This problem can be solved in polynomial time using linear programming, and this is actually true for any partial order $(S,\le)$. By the way, we can prove by induction that for any finite partial order set $(S,\le)$, there exists a finite set $S'\subseteq\mathbb{N}$ and a bijection $f:S\rightarrow S'$, such that for all $s_1,s_2\in S, s_1\le s_2 \Leftrightarrow f(s_1) | f(s_2)$.

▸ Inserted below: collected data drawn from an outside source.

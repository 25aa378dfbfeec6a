use serde::{Deserialize, Serialize};

use crate::error::{EngineError, Result};
use crate::models::{CandleSeries, Side};

/// A three-candle gap: the first and last candle ranges do not overlap.
#[derive(Debug, Clone, Copy, PartialEq, Serialize, Deserialize)]
pub struct Imbalance {
    pub first: usize,
    pub middle: usize,
    pub last: usize,
    /// High for a bearish gap (price left downwards), Low for a bullish one.
    pub side: Side,
    pub top: f64,
    pub bottom: f64,
}

impl Imbalance {
    pub fn size(&self) -> f64 {
        self.top - self.bottom
    }
}

/// Gap between `first` and `last`, if any. `middle` is only recorded.
pub fn gap_between(
    candles: &CandleSeries,
    first: usize,
    middle: usize,
    last: usize,
) -> Option<Imbalance> {
    let a = candles.get(first)?;
    let c = candles.get(last)?;

    if a.low > c.high {
        Some(Imbalance {
            first,
            middle,
            last,
            side: Side::High,
            top: a.low,
            bottom: c.high,
        })
    } else if c.low > a.high {
        Some(Imbalance {
            first,
            middle,
            last,
            side: Side::Low,
            top: c.low,
            bottom: a.high,
        })
    } else {
        None
    }
}

/// First imbalance whose first candle is at or after `start` and whose last
/// candle lies before `end`. Candles inside the middle candle are skipped
/// when looking for the third one.
///
/// `end` past the series or an empty window is a caller error, and so is a
/// window reaching the end of the series while the third candle of a
/// pattern is still pending. A window cut short by the caller simply ends.
pub fn find_imbalance(
    candles: &CandleSeries,
    start: usize,
    end: usize,
) -> Result<Option<Imbalance>> {
    if end > candles.len() || start >= end {
        return Err(EngineError::ImbalanceEndNotFound {
            start,
            end,
            len: candles.len(),
        });
    }

    for first in start..end {
        let middle = first + 1;
        if middle >= end {
            break;
        }
        match (middle + 1..end).find(|&j| !candles[j].is_inside(&candles[middle])) {
            Some(last) => {
                if let Some(imb) = gap_between(candles, first, middle, last) {
                    return Ok(Some(imb));
                }
            }
            None if end == candles.len() && middle + 1 < end => {
                return Err(EngineError::ImbalanceEndNotFound {
                    start,
                    end,
                    len: candles.len(),
                });
            }
            None => {}
        }
    }
    Ok(None)
}

/// Fair value gap ending at `last`: the three candles `last-2..=last` form a
/// gap and all of them close in the gap's direction.
pub fn fair_value_gap(candles: &CandleSeries, last: usize) -> Option<Imbalance> {
    let first = last.checked_sub(2)?;
    let imb = gap_between(candles, first, first + 1, last)?;
    let aligned = (first..=last).all(|k| match imb.side {
        Side::High => candles[k].is_bearish(),
        Side::Low => candles[k].is_bullish(),
    });
    aligned.then_some(imb)
}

Let $\mathcal{C}$ be the set formed by the chains in $S$. Remind that $C$ is a chain iff for all $v,v'$ in $C$, $v\le v'$ or $v'\le v$
Now create a boolean variable $x_v$ for each $v\in S$, and a boolean variable $y_C$ for each chain $C$. We can write the following linear program $(P)$ for our problem :
$$
\begin{split}
\text{Max} \displaystyle\sum\limits_{v\in S} x_v \\
\text{subject to} \displaystyle\sum\limits_{v\in C} &x_v \le 1, \forall C\in\mathcal{C}\\
&x_v \in \{0,1\}, v\in S
\end{split}
$$
and its dual $(D)$ :
$$
\begin{split}
\text{Min} \displaystyle\sum\limits_{C\in \mathcal{C}} y_C\\
\text{subject to} \displaystyle\sum\limits_{C:v\in C} &y_C \ge 1, \forall v\in S\\
&y_C \in \{0,1\}, C\in \mathcal{C}
\end{split}
$$
Then the problem of finding the minimum cover of an ordered set by chains is the dual of our problem. Dilworth's theorem states that
There exists an antichain A, and a partition of the order into a family P of chains, such that the number of chains in the partition equals the cardinality of A
which means that the optimal solution of these two problems match : $Opt(P)=Opt(D)$
Let $(P^*)$ (resp. $(D^*)$) be the relaxation of $(P)$ (resp. $(D)$) i.e. the same linear program where all constraints $x_v\in\{0,1\}$ (resp. $y_C\in\{0,1\}$) are replaced by $x_v\in [0,1]$ (resp. $y_C\in [0,1]$). Let $Opt(P^*)$ and $Opt(D^*)$ be their optimal solutions. Since $\{0,1\}\subseteq [0,1]$ we have :
$$
Opt(P)\le Opt(P^*) \text{ and } Opt(D^*)\le Opt(D)
$$
and weak duality theorem establishes that $Opt(P^*)\le Opt(D^*)$ then by putting everything together we have :
$$
Opt(P)= Opt(P^*)=Opt(D^*)=Opt(D)
$$
Then, using Ellipsoid method, we can compute $Opt(P^*)$ ( $=Opt(P)$) in polynomial time. There are an exponential number of constraints but there exists a polynomial time separation oracle. Indeed given a solution $X$, we can enumerate all couples $s_1,s_2\in X$ and check if $s_1\le s_2$ or $s_2\le s_1$, and therefore decide in polynomial time whether $X$ is feasible or otherwise the constraint associated to the chain $\{v_1,v_2\}$ is violated.